NEA HBCU Asset Map Co-Design

Turning mixed-methods case study data into a reusable asset map through facilitated co-design and iteration

What you’ll see

  • How I led three in-depth HBCU case studies using web scans, focus groups, synthesis, and writing

  • How I synthesized inputs across methods into a clear, user-facing asset map that made each institution’s ecosystem visible

  • The “asset map” requirement and why the initial format needed redesign to be meaningful and usable

  • A facilitated client design critique and decision workshop to evaluate options and align on success criteria

  • Iteration cycles from feedback to redesign to refinement, then applying a reusable template across all three institutions

  • Published asset maps embedded in a national report as stakeholder-facing visuals that are comparable across sites, not a one-off deliverable

Client: National Endowment for the Arts (NEA)
Timeline: March–May 2024
My title: Project Manager and Senior Researcher
My role: Case study lead + facilitation lead (asset map redesign + iteration)
Users / audiences: NEA stakeholders and partner audiences using the report; participating institutions and community participants; internal research team
Methods: Document analysis; structured web scan; virtual focus groups; synthesis; facilitated co-design workshop; iterative design refinement
Sample / scope: 3 in-depth HBCU case studies (each with focus groups + web scan + document review)
Deliverables: 3 written case studies + 3 finalized asset maps + standardized asset map template embedded in final report
Outcomes (high level): Delivered published case studies and a co-designed, reusable asset map format that made institutional ecosystems visible and comparable across sites.

The problem

As part of a broader NEA study on arts at HBCUs and workforce preparation, the client needed three rich case studies and an “asset map” deliverable for each institution. The challenge was that the initial asset map concept needed refinement to become genuinely meaningful and usable for the NEA’s goals: clear enough to compare across institutions, but detailed enough to capture each campus’s ecosystem.

What we needed to learn

  • What assets and enabling conditions mattered most in how each institution leveraged the arts for workforce preparation?

  • What format would make the asset map both usable (easy to interpret and compare) and faithful to context (captures what is unique about each institution)?
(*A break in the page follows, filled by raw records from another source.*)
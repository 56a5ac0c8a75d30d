use parking_lot::Mutex;
use std::sync::atomic::{AtomicBool, AtomicU64, Ordering};
use std::sync::Arc;
use tokio::sync::watch;

use crate::logic::normalize::normalize_error;
use crate::model::{QueryDescriptor, QueryResult};
use crate::store::RemoteStore;

/// Paginated, filtered view of one collection.
///
/// Holds the current descriptor and the latest result. Each fetch is tagged
/// with a sequence number; a completion that is no longer the latest is
/// dropped, so a slow response to an old descriptor never overwrites the
/// result of a newer one. After [`close`](Self::close) no completion
/// updates the state.
pub struct CollectionReader {
    store: Arc<dyn RemoteStore>,
    descriptor: Mutex<QueryDescriptor>,
    sequence: AtomicU64,
    closed: AtomicBool,
    state: watch::Sender<QueryResult>,
}

impl CollectionReader {
    /// Reader in the pending state; nothing is fetched until
    /// [`refetch`](Self::refetch) or a descriptor change
    pub fn new(store: Arc<dyn RemoteStore>, descriptor: QueryDescriptor) -> Self {
        let (state, _) = watch::channel(QueryResult::pending());
        Self {
            store,
            descriptor: Mutex::new(descriptor),
            sequence: AtomicU64::new(0),
            closed: AtomicBool::new(false),
            state,
        }
    }

    pub fn descriptor(&self) -> QueryDescriptor {
        self.descriptor.lock().clone()
    }

    pub fn snapshot(&self) -> QueryResult {
        self.state.borrow().clone()
    }

    pub fn subscribe(&self) -> watch::Receiver<QueryResult> {
        self.state.subscribe()
    }

    /// Replace the descriptor. Fetches once if it differs from the current
    /// one and returns whether a fetch happened.
    pub async fn set_descriptor(&self, descriptor: QueryDescriptor) -> bool {
        {
            let mut current = self.descriptor.lock();
            if *current == descriptor {
                return false;
            }
            *current = descriptor;
        }
        self.refetch().await;
        true
    }

    /// Re-run the current descriptor and return the resulting state
    pub async fn refetch(&self) -> QueryResult {
        let sequence = self.sequence.fetch_add(1, Ordering::SeqCst) + 1;
        let descriptor = self.descriptor();

        self.publish(sequence, |state| state.loading = true);
        log::debug!(
            "fetch #{} {} offset={:?} limit={:?}",
            sequence,
            descriptor.collection,
            descriptor.offset,
            descriptor.limit
        );

        let outcome = self.store.select(&descriptor).await;

        let result = match outcome {
            Ok(selection) => QueryResult {
                rows: selection.rows,
                loading: false,
                error: None,
                total_count: selection.total_count,
            },
            Err(err) => {
                let normalized = normalize_error(&err);
                log::warn!(
                    "fetch #{} of {} failed: {} ({})",
                    sequence,
                    descriptor.collection,
                    err,
                    normalized.message
                );
                QueryResult::failed(normalized.message)
            }
        };

        if !self.publish(sequence, |state| *state = result) {
            log::debug!("fetch #{} of {} discarded", sequence, descriptor.collection);
        }
        self.snapshot()
    }

    /// Mute all later state updates
    pub fn close(&self) {
        self.closed.store(true, Ordering::SeqCst);
    }

    pub fn is_closed(&self) -> bool {
        self.closed.load(Ordering::SeqCst)
    }

    /// Apply `update` if the reader is open and `sequence` is the latest
    fn publish(&self, sequence: u64, update: impl FnOnce(&mut QueryResult)) -> bool {
        if self.is_closed() || self.sequence.load(Ordering::SeqCst) != sequence {
            return false;
        }
        self.state.send_modify(update);
        true
    }
}

#[cfg(test)]
mod tests {
    use super::*;
    use crate::model::{record_from, Record, SearchFilter, SortSpec};
    use crate::store::{MemoryStore, Selection, StoreError};
    use serde_json::json;
    use std::time::Duration;

    async fn seeded(count: usize) -> Arc<MemoryStore> {
        let store = Arc::new(MemoryStore::new());
        for i in 0..count {
            let name = if i % 3 == 0 {
                format!("Kho Ha Noi {}", i)
            } else {
                format!("Chi nhanh {}", i)
            };
            store
                .insert(
                    "organizations",
                    record_from(json!({
                        "org_code": format!("ORG{:02}", i),
                        "org_name": name,
                        "status": "Active"
                    })),
                )
                .await
                .unwrap();
        }
        store
    }

    fn organizations(page_size: usize, page: usize, term: &str) -> QueryDescriptor {
        QueryDescriptor::new("organizations")
            .order_by(SortSpec::asc("org_code"))
            .paginate(page_size, page * page_size)
            .search(SearchFilter::new(term, ["org_code", "org_name"]))
    }

    #[tokio::test]
    async fn test_filter_matches_case_insensitive_substring() {
        let store = seeded(12).await;
        let reader = CollectionReader::new(store, organizations(100, 0, "HA NOI"));

        let result = reader.refetch().await;
        assert_eq!(result.total_count, Some(4));
        for row in &result.rows {
            let name = row["org_name"].as_str().unwrap().to_lowercase();
            assert!(name.contains("ha noi"));
        }
    }

    #[tokio::test]
    async fn test_empty_term_returns_everything() {
        let store = seeded(7).await;
        let reader = CollectionReader::new(store, organizations(100, 0, ""));
        let result = reader.refetch().await;
        assert_eq!(result.rows.len(), 7);
        assert_eq!(result.total_count, Some(7));
    }

    #[tokio::test]
    async fn test_page_sizes_and_total_are_stable() {
        let store = seeded(23).await;
        let reader = CollectionReader::new(store, organizations(10, 0, ""));

        let mut seen = 0;
        for (page, expected) in [(0, 10), (1, 10), (2, 3)] {
            reader.set_descriptor(organizations(10, page, "")).await;
            let result = reader.snapshot();
            assert_eq!(result.rows.len(), expected);
            assert_eq!(result.total_count, Some(23));
            seen += result.rows.len();
        }
        assert_eq!(seen, 23);
    }

    #[tokio::test]
    async fn test_refetch_is_idempotent() {
        let store = seeded(5).await;
        let reader = CollectionReader::new(store, organizations(10, 0, ""));
        let first = reader.refetch().await;
        let second = reader.refetch().await;
        assert_eq!(first, second);
        assert!(!second.loading);
    }

    #[tokio::test]
    async fn test_equal_descriptor_does_not_fetch() {
        let store = seeded(2).await;
        let reader = CollectionReader::new(store, organizations(10, 0, ""));
        assert!(!reader.set_descriptor(organizations(10, 0, "")).await);
        assert!(reader.snapshot().loading);
        assert!(reader.set_descriptor(organizations(10, 0, "x")).await);
        assert!(!reader.snapshot().loading);
    }

    #[tokio::test]
    async fn test_failure_yields_message_and_no_rows() {
        let store = seeded(2).await;
        let query = QueryDescriptor::new("organizations").order_by(SortSpec::asc("missing"));
        let reader = CollectionReader::new(store, query);

        let result = reader.refetch().await;
        assert!(!result.loading);
        assert!(result.rows.is_empty());
        assert_eq!(result.error.as_deref(), Some("column organizations.missing does not exist"));
    }

    /// Answers slowly for short search terms and quickly for long ones
    struct LaggingStore;

    #[async_trait::async_trait]
    impl RemoteStore for LaggingStore {
        fn backend(&self) -> &'static str {
            "lagging"
        }

        async fn select(&self, query: &QueryDescriptor) -> Result<Selection, StoreError> {
            let term = query.filter.as_ref().map(|f| f.term.clone()).unwrap_or_default();
            let delay = if term.len() < 3 { 500 } else { 50 };
            tokio::time::sleep(Duration::from_millis(delay)).await;
            Ok(Selection {
                rows: vec![record_from(json!({ "term": term }))],
                total_count: Some(1),
            })
        }

        async fn insert(&self, _: &str, record: Record) -> Result<Record, StoreError> {
            Ok(record)
        }

        async fn update(&self, _: &str, _: &str, record: Record) -> Result<Record, StoreError> {
            Ok(record)
        }

        async fn delete(&self, _: &str, _: &str) -> Result<(), StoreError> {
            Ok(())
        }
    }

    fn search(term: &str) -> QueryDescriptor {
        QueryDescriptor::new("organizations").search(SearchFilter::new(term, ["org_name"]))
    }

    #[tokio::test(start_paused = true)]
    async fn test_stale_response_is_discarded() {
        let reader = Arc::new(CollectionReader::new(Arc::new(LaggingStore), search("")));

        let slow = {
            let reader = reader.clone();
            tokio::spawn(async move { reader.set_descriptor(search("kh")).await })
        };
        tokio::time::sleep(Duration::from_millis(10)).await;
        reader.set_descriptor(search("kho ha noi")).await;
        slow.await.unwrap();

        let result = reader.snapshot();
        assert_eq!(result.rows[0]["term"], json!("kho ha noi"));
        assert!(!result.loading);
    }

    #[tokio::test(start_paused = true)]
    async fn test_closed_reader_ignores_completions() {
        let reader = Arc::new(CollectionReader::new(Arc::new(LaggingStore), search("kho ha noi")));
        let pending = {
            let reader = reader.clone();
            tokio::spawn(async move { reader.refetch().await })
        };
        tokio::time::sleep(Duration::from_millis(10)).await;
        reader.close();
        pending.await.unwrap();

        let result = reader.snapshot();
        assert!(result.rows.is_empty());
        assert!(result.loading);
    }
}
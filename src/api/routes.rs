use axum::{
    routing::{get, patch},
    Router,
};
use tower::ServiceBuilder;
use tower_http::cors::{Any, CorsLayer};

use crate::api::handlers::{self, AppState};

pub fn create_router() -> Router<AppState> {
    Router::new()
        // Health check
        .route("/health", get(handlers::health_check))
        // Page catalog
        .route("/api/pages", get(handlers::list_pages))
        // One list page: rows, search and pager
        .route(
            "/api/pages/:page",
            get(handlers::get_page).post(handlers::create_row),
        )
        .route(
            "/api/pages/:page/:id",
            patch(handlers::update_row).delete(handlers::delete_row),
        )
        .layer(
            ServiceBuilder::new().layer(
                CorsLayer::new()
                    .allow_origin(Any)
                    .allow_methods(Any)
                    .allow_headers(Any),
            ),
        )
}
use serde::{Serialize, Serializer};

/// Maximum page numbers shown in the pager
pub const MAX_PAGE_LINKS: usize = 5;

/// One entry of the pager: a page number or a gap
#[derive(Debug, Clone, Copy, PartialEq, Eq)]
pub enum PageLink {
    Page(usize),
    Ellipsis,
}

impl Serialize for PageLink {
    fn serialize<S: Serializer>(&self, serializer: S) -> Result<S::Ok, S::Error> {
        match self {
            PageLink::Page(page) => serializer.serialize_u64(*page as u64),
            PageLink::Ellipsis => serializer.serialize_str("..."),
        }
    }
}

/// `ceil(total / page_size)`; zero rows means zero pages
pub fn total_pages(total: u64, page_size: usize) -> usize {
    if page_size == 0 {
        return 0;
    }
    let page_size = page_size as u64;
    ((total + page_size - 1) / page_size) as usize
}

/// Pager entries around `current` (one-based). Empty when everything fits
/// on one page.
pub fn page_window(current: usize, total_pages: usize) -> Vec<PageLink> {
    use PageLink::{Ellipsis, Page};

    if total_pages <= 1 {
        return Vec::new();
    }
    let half = MAX_PAGE_LINKS / 2;

    if total_pages <= MAX_PAGE_LINKS {
        (1..=total_pages).map(Page).collect()
    } else if current <= half + 1 {
        let mut links: Vec<PageLink> = (1..MAX_PAGE_LINKS).map(Page).collect();
        links.extend([Ellipsis, Page(total_pages)]);
        links
    } else if current >= total_pages - half {
        let mut links = vec![Page(1), Ellipsis];
        links.extend((total_pages - (MAX_PAGE_LINKS - 2)..=total_pages).map(Page));
        links
    } else {
        let mut links = vec![Page(1), Ellipsis];
        links.extend((current - 1..=current + 1).map(Page));
        links.extend([Ellipsis, Page(total_pages)]);
        links
    }
}

/// Page to show after deleting a row from `current_page`.
///
/// Steps back one page when the deleted row was the only row of the final
/// page, never below page 1.
pub fn page_after_delete(current_page: usize, rows_on_page: usize, total_pages: usize) -> usize {
    if rows_on_page == 1 && current_page > 1 && current_page == total_pages {
        current_page - 1
    } else {
        current_page.max(1)
    }
}
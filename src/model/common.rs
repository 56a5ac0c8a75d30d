use serde::{Deserialize, Serialize};
use serde_json::{Map, Value};
use uuid::Uuid;

pub type Id = String;

/// A row as the store returns it: field name to JSON value, nested
/// objects for embedded relations.
pub type Record = Map<String, Value>;

#[derive(Debug, Clone, Copy, PartialEq, Eq, Serialize, Deserialize)]
pub enum Status {
    Active,
    Inactive,
}

#[derive(Debug, Clone, Copy, PartialEq, Eq, Serialize, Deserialize)]
pub enum DocStatus {
    Draft,
    New,
    Exporting,
    Completed,
    Cancelled,
    Counting,
    Review,
}

#[derive(Debug, Clone, Copy, PartialEq, Eq, Serialize, Deserialize)]
pub enum CountType {
    Full,
    #[serde(rename = "By Location")]
    ByLocation,
    #[serde(rename = "By Item")]
    ByItem,
}

pub fn generate_id() -> Id {
    Uuid::new_v4().to_string()
}

/// RFC 3339 timestamp, the format the store uses for `timestamptz` columns
pub fn now_timestamp() -> String {
    chrono::Utc::now().to_rfc3339()
}

/// Build a record from a `serde_json::json!` object literal.
///
/// Anything that is not a JSON object yields an empty record.
pub fn record_from(value: Value) -> Record {
    match value {
        Value::Object(map) => map,
        _ => Record::new(),
    }
}

/// Identifiers are interpolated into URLs and SQL, so only plain
/// `[A-Za-z_][A-Za-z0-9_]*` names are accepted.
pub fn is_identifier(name: &str) -> bool {
    let mut chars = name.chars();
    match chars.next() {
        Some(c) if c.is_ascii_alphabetic() || c == '_' => {}
        _ => return false,
    }
    chars.all(|c| c.is_ascii_alphanumeric() || c == '_')
}

/// Text used for case-insensitive substring matching of a single value.
/// Strings match on their content, numbers and booleans on their JSON
/// rendering, arrays and objects on their serialized form.
pub fn searchable_text(value: &Value) -> Option<String> {
    match value {
        Value::Null => None,
        Value::String(s) => Some(s.clone()),
        other => Some(other.to_string()),
    }
}
//! Typed views of the joined rows the console pages fetch.
//!
//! Each row mirrors the page's select expression: the collection's own
//! columns plus optional nested records for embedded relations. Pages work
//! with flattened rows, where nested names are lifted to top-level fields.

use serde::{de::DeserializeOwned, Deserialize, Serialize};
use serde_json::Value;

use crate::model::{CountType, DocStatus, Id, Record, Status};

/// Shown in place of a missing related record
pub const NOT_AVAILABLE: &str = "N/A";

/// A joined row that can be flattened for tabular display
pub trait DisplayRow: DeserializeOwned + Serialize {
    /// Top-level fields lifted out of the nested records
    fn lifted(&self) -> Vec<(&'static str, Option<String>)>;

    fn flatten(&self) -> Record {
        let mut record = match serde_json::to_value(self) {
            Ok(Value::Object(map)) => map,
            _ => Record::new(),
        };
        for (key, value) in self.lifted() {
            let value = value.unwrap_or_else(|| NOT_AVAILABLE.to_string());
            record.insert(key.to_string(), Value::String(value));
        }
        record
    }
}

/// Deserialize a raw row into `T` and flatten it
pub fn flatten_as<T: DisplayRow>(row: &Record) -> Result<Record, serde_json::Error> {
    let typed: T = serde_json::from_value(Value::Object(row.clone()))?;
    Ok(typed.flatten())
}

#[derive(Debug, Clone, Deserialize)]
pub struct OrganizationRef {
    pub org_name: Option<String>,
}

#[derive(Debug, Clone, Deserialize)]
pub struct BranchRef {
    pub branch_name: Option<String>,
}

#[derive(Debug, Clone, Deserialize)]
pub struct WarehouseRef {
    pub wh_name: Option<String>,
}

#[derive(Debug, Clone, Deserialize)]
pub struct PartnerRef {
    pub partner_name: Option<String>,
}

#[derive(Debug, Clone, Deserialize)]
pub struct GoodsTypeRef {
    pub goods_type_name: Option<String>,
}

#[derive(Debug, Clone, Deserialize)]
pub struct UomRef {
    pub uom_name: Option<String>,
}

fn name_of<R>(nested: &Option<R>, get: impl Fn(&R) -> &Option<String>) -> Option<String> {
    nested.as_ref().and_then(|r| get(r).clone())
}

#[derive(Debug, Clone, Serialize, Deserialize)]
pub struct OrganizationRow {
    pub id: Id,
    pub org_code: String,
    pub org_name: String,
    #[serde(default)]
    pub address: Option<String>,
    #[serde(default)]
    pub phone: Option<String>,
    #[serde(default)]
    pub email: Option<String>,
    pub status: Status,
    #[serde(default)]
    pub created_at: Option<String>,
    #[serde(default)]
    pub updated_at: Option<String>,
}

impl DisplayRow for OrganizationRow {
    fn lifted(&self) -> Vec<(&'static str, Option<String>)> {
        Vec::new()
    }
}

#[derive(Debug, Clone, Serialize, Deserialize)]
pub struct BranchRow {
    pub id: Id,
    pub branch_code: String,
    pub branch_name: String,
    pub organization_id: Id,
    #[serde(default)]
    pub address: Option<String>,
    #[serde(default)]
    pub phone: Option<String>,
    #[serde(default)]
    pub email: Option<String>,
    pub status: Status,
    #[serde(default)]
    pub created_at: Option<String>,
    #[serde(default)]
    pub updated_at: Option<String>,
    #[serde(default, skip_serializing)]
    pub organizations: Option<OrganizationRef>,
}

impl DisplayRow for BranchRow {
    fn lifted(&self) -> Vec<(&'static str, Option<String>)> {
        vec![("org_name", name_of(&self.organizations, |o| &o.org_name))]
    }
}

#[derive(Debug, Clone, Serialize, Deserialize)]
pub struct WarehouseRow {
    pub id: Id,
    pub wh_code: String,
    pub wh_name: String,
    pub branch_id: Id,
    #[serde(default)]
    pub address: Option<String>,
    pub status: Status,
    #[serde(default)]
    pub created_at: Option<String>,
    #[serde(default)]
    pub updated_at: Option<String>,
    #[serde(default, skip_serializing)]
    pub branches: Option<BranchRef>,
}

impl DisplayRow for WarehouseRow {
    fn lifted(&self) -> Vec<(&'static str, Option<String>)> {
        vec![("branch_name", name_of(&self.branches, |b| &b.branch_name))]
    }
}

#[derive(Debug, Clone, Serialize, Deserialize)]
pub struct LocationRow {
    pub id: Id,
    pub loc_code: String,
    pub loc_name: String,
    pub warehouse_id: Id,
    pub status: Status,
    #[serde(default)]
    pub created_at: Option<String>,
    #[serde(default)]
    pub updated_at: Option<String>,
    #[serde(default, skip_serializing)]
    pub warehouses: Option<WarehouseRef>,
}

impl DisplayRow for LocationRow {
    fn lifted(&self) -> Vec<(&'static str, Option<String>)> {
        vec![("wh_name", name_of(&self.warehouses, |w| &w.wh_name))]
    }
}

#[derive(Debug, Clone, Serialize, Deserialize)]
pub struct PartnerRow {
    pub id: Id,
    pub partner_code: String,
    pub partner_name: String,
    #[serde(default)]
    pub partner_type: Option<Vec<String>>,
    #[serde(default)]
    pub address: Option<String>,
    pub status: Status,
    #[serde(default)]
    pub created_at: Option<String>,
    #[serde(default)]
    pub updated_at: Option<String>,
}

impl DisplayRow for PartnerRow {
    fn lifted(&self) -> Vec<(&'static str, Option<String>)> {
        let types = self
            .partner_type
            .as_ref()
            .filter(|types| !types.is_empty())
            .map(|types| types.join(", "));
        vec![("partner_types", types)]
    }
}

#[derive(Debug, Clone, Serialize, Deserialize)]
pub struct UomRow {
    pub id: Id,
    pub uom_code: String,
    pub uom_name: String,
    pub measurement_type: String,
    pub uom_type: String,
    #[serde(default)]
    pub base_uom_id: Option<Id>,
    #[serde(default)]
    pub conv_factor: Option<f64>,
    #[serde(default)]
    pub description: Option<String>,
    pub status: Status,
    #[serde(default)]
    pub created_at: Option<String>,
    #[serde(default)]
    pub updated_at: Option<String>,
}

impl DisplayRow for UomRow {
    fn lifted(&self) -> Vec<(&'static str, Option<String>)> {
        Vec::new()
    }
}

#[derive(Debug, Clone, Serialize, Deserialize)]
pub struct GoodsTypeRow {
    pub id: Id,
    pub goods_type_code: String,
    pub goods_type_name: String,
    #[serde(default)]
    pub description: Option<String>,
    pub status: Status,
    #[serde(default)]
    pub created_at: Option<String>,
    #[serde(default)]
    pub updated_at: Option<String>,
}

impl DisplayRow for GoodsTypeRow {
    fn lifted(&self) -> Vec<(&'static str, Option<String>)> {
        Vec::new()
    }
}

#[derive(Debug, Clone, Serialize, Deserialize)]
pub struct ModelGoodsRow {
    pub id: Id,
    pub model_code: String,
    pub model_name: String,
    pub goods_type_id: Id,
    pub base_uom_id: Id,
    pub tracking_type: String,
    #[serde(default)]
    pub description: Option<String>,
    pub status: Status,
    #[serde(default)]
    pub created_at: Option<String>,
    #[serde(default)]
    pub updated_at: Option<String>,
    #[serde(default, skip_serializing)]
    pub goods_types: Option<GoodsTypeRef>,
    #[serde(default, skip_serializing)]
    pub uoms: Option<UomRef>,
}

impl DisplayRow for ModelGoodsRow {
    fn lifted(&self) -> Vec<(&'static str, Option<String>)> {
        vec![
            (
                "goods_type_name",
                name_of(&self.goods_types, |g| &g.goods_type_name),
            ),
            ("uom_name", name_of(&self.uoms, |u| &u.uom_name)),
        ]
    }
}

#[derive(Debug, Clone, Serialize, Deserialize)]
pub struct GoodsReceiptRow {
    pub id: Id,
    pub gr_no: String,
    pub status: DocStatus,
    #[serde(default)]
    pub note: Option<String>,
    #[serde(default)]
    pub partner_id: Option<Id>,
    pub warehouse_id: Id,
    #[serde(default)]
    pub created_at: Option<String>,
    #[serde(default)]
    pub updated_at: Option<String>,
    #[serde(default, skip_serializing)]
    pub partners: Option<PartnerRef>,
    #[serde(default, skip_serializing)]
    pub warehouses: Option<WarehouseRef>,
}

impl DisplayRow for GoodsReceiptRow {
    fn lifted(&self) -> Vec<(&'static str, Option<String>)> {
        vec![
            ("partner_name", name_of(&self.partners, |p| &p.partner_name)),
            ("wh_name", name_of(&self.warehouses, |w| &w.wh_name)),
        ]
    }
}

#[derive(Debug, Clone, Serialize, Deserialize)]
pub struct GoodsIssueRow {
    pub id: Id,
    pub gi_no: String,
    pub status: DocStatus,
    #[serde(default)]
    pub note: Option<String>,
    #[serde(default)]
    pub partner_id: Option<Id>,
    pub warehouse_id: Id,
    #[serde(default)]
    pub created_at: Option<String>,
    #[serde(default)]
    pub updated_at: Option<String>,
    #[serde(default, skip_serializing)]
    pub partners: Option<PartnerRef>,
    #[serde(default, skip_serializing)]
    pub warehouses: Option<WarehouseRef>,
}

impl DisplayRow for GoodsIssueRow {
    fn lifted(&self) -> Vec<(&'static str, Option<String>)> {
        vec![
            ("partner_name", name_of(&self.partners, |p| &p.partner_name)),
            ("wh_name", name_of(&self.warehouses, |w| &w.wh_name)),
        ]
    }
}

#[derive(Debug, Clone, Serialize, Deserialize)]
pub struct GoodsTransferRow {
    pub id: Id,
    pub gt_no: String,
    pub status: DocStatus,
    #[serde(default)]
    pub note: Option<String>,
    pub source_warehouse_id: Id,
    pub destination_warehouse_id: Id,
    #[serde(default)]
    pub created_at: Option<String>,
    #[serde(default)]
    pub updated_at: Option<String>,
    #[serde(default, skip_serializing)]
    pub source: Option<WarehouseRef>,
    #[serde(default, skip_serializing)]
    pub destination: Option<WarehouseRef>,
}

impl DisplayRow for GoodsTransferRow {
    fn lifted(&self) -> Vec<(&'static str, Option<String>)> {
        vec![
            ("source_wh_name", name_of(&self.source, |w| &w.wh_name)),
            (
                "destination_wh_name",
                name_of(&self.destination, |w| &w.wh_name),
            ),
        ]
    }
}

#[derive(Debug, Clone, Serialize, Deserialize)]
pub struct InventoryCountRow {
    pub id: Id,
    pub ic_no: String,
    pub status: DocStatus,
    pub count_type: CountType,
    #[serde(default)]
    pub note: Option<String>,
    pub warehouse_id: Id,
    #[serde(default)]
    pub created_at: Option<String>,
    #[serde(default)]
    pub updated_at: Option<String>,
    #[serde(default, skip_serializing)]
    pub warehouses: Option<WarehouseRef>,
}

impl DisplayRow for InventoryCountRow {
    fn lifted(&self) -> Vec<(&'static str, Option<String>)> {
        vec![("wh_name", name_of(&self.warehouses, |w| &w.wh_name))]
    }
}

#[derive(Debug, Clone, Serialize, Deserialize)]
pub struct RearrangementTicketRow {
    pub id: Id,
    pub ticket_no: String,
    pub status: DocStatus,
    #[serde(default)]
    pub created_by: Option<String>,
    #[serde(default)]
    pub note: Option<String>,
    pub warehouse_id: Id,
    #[serde(default)]
    pub created_at: Option<String>,
    #[serde(default)]
    pub updated_at: Option<String>,
    #[serde(default, skip_serializing)]
    pub warehouses: Option<WarehouseRef>,
}

impl DisplayRow for RearrangementTicketRow {
    fn lifted(&self) -> Vec<(&'static str, Option<String>)> {
        vec![("wh_name", name_of(&self.warehouses, |w| &w.wh_name))]
    }
}

#[cfg(test)]
mod tests {
    use super::*;
    use crate::model::record_from;
    use serde_json::json;

    #[test]
    fn test_flatten_lifts_nested_names() {
        let row = record_from(json!({
            "id": "gr-1",
            "gr_no": "GR-0001",
            "status": "Draft",
            "warehouse_id": "wh-1",
            "partner_id": "p-1",
            "partners": {"partner_name": "Delfi"},
            "warehouses": {"wh_name": "Kho Tổng"}
        }));

        let flat = flatten_as::<GoodsReceiptRow>(&row).unwrap();
        assert_eq!(flat["partner_name"], json!("Delfi"));
        assert_eq!(flat["wh_name"], json!("Kho Tổng"));
        assert!(!flat.contains_key("partners"));
        assert!(!flat.contains_key("warehouses"));
        assert_eq!(flat["gr_no"], json!("GR-0001"));
    }

    #[test]
    fn test_flatten_missing_relation_is_not_available() {
        let row = record_from(json!({
            "id": "gr-2",
            "gr_no": "GR-0002",
            "status": "New",
            "warehouse_id": "wh-1",
            "partner_id": null,
            "partners": null,
            "warehouses": {"wh_name": null}
        }));

        let flat = flatten_as::<GoodsReceiptRow>(&row).unwrap();
        assert_eq!(flat["partner_name"], json!(NOT_AVAILABLE));
        assert_eq!(flat["wh_name"], json!(NOT_AVAILABLE));
    }

    #[test]
    fn test_flatten_rejects_mismatched_row() {
        let row = record_from(json!({"id": "x", "status": "Unknown"}));
        assert!(flatten_as::<OrganizationRow>(&row).is_err());
    }

    #[test]
    fn test_partner_types_joined() {
        let row = record_from(json!({
            "id": "p-1",
            "partner_code": "DELFI",
            "partner_name": "Delfi",
            "partner_type": ["Supplier", "Customer"],
            "status": "Active"
        }));
        let flat = flatten_as::<PartnerRow>(&row).unwrap();
        assert_eq!(flat["partner_types"], json!("Supplier, Customer"));
    }
}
  • What common structure would allow consistency across all three maps while still supporting customization?

What I owned

  • Led planning and execution of three in-depth case studies, including synthesis and writing as lead author

  • Supervised junior researchers conducting focus groups and structured web-based data collection

  • Designed multiple asset map format options for the client to review

  • Facilitated an in-person client working session to evaluate options and align on success criteria

  • Led iterative redesign based on client feedback and ensured the final template could be applied consistently across institutions

  • Managed refinement cycles through to publication-quality deliverables

Research approach

We used a multi-method case study design to capture both the institutional context and the ecosystem of arts-related assets:

  • Document analysis to ground each case in official materials and program context

  • Structured web scan to identify partnerships, programs, pathways, and public-facing assets

  • Virtual focus groups with institutional and community representatives to capture lived experience and nuance

  • Synthesis across sources to identify patterns, enabling conditions, and key assets for workforce preparation

In parallel, we treated the asset map as a design artifact: we iterated format and content structure through client feedback to optimize clarity and usability.

What we built

  • Three written case studies embedded in the final report

    A standardized asset map template that could be applied consistently across sites

  • Three finalized asset maps (same structure, customized content per institution) designed to make each ecosystem visible at a glance

Impact

  • Produced published deliverables that translated mixed-methods inputs into clear, comparable “maps” of assets and opportunities across institutions

  • Enabled the NEA to communicate patterns and recommendations grounded in participant input and cross-source evidence

  • Delivered a reusable template that reduced ambiguity and improved consistency across institutional mapping, not just a one-off visualization

What I learned

This project reminded me that strong deliverables come from both good synthesis and a good process. The co-design session with the client was the turning point. Putting options on the table, agreeing on what “usable” meant, and making tradeoffs together is what transformed the asset map from a requirement into a tool the client could actually use. It also reinforced how important it is to keep a distributed team aligned when multiple researchers are leading different site work. Clear standards for data capture and consistent synthesis practices are what make cross-site products comparable. Finally, it underscored the importance of participant trust. When people understand why they are being asked to participate and how their input will be used, the data is stronger and the partnership is better.

Asset maps and report excerpts are published by the National Endowment for the Arts. Included here for portfolio purposes; no endorsement is implied.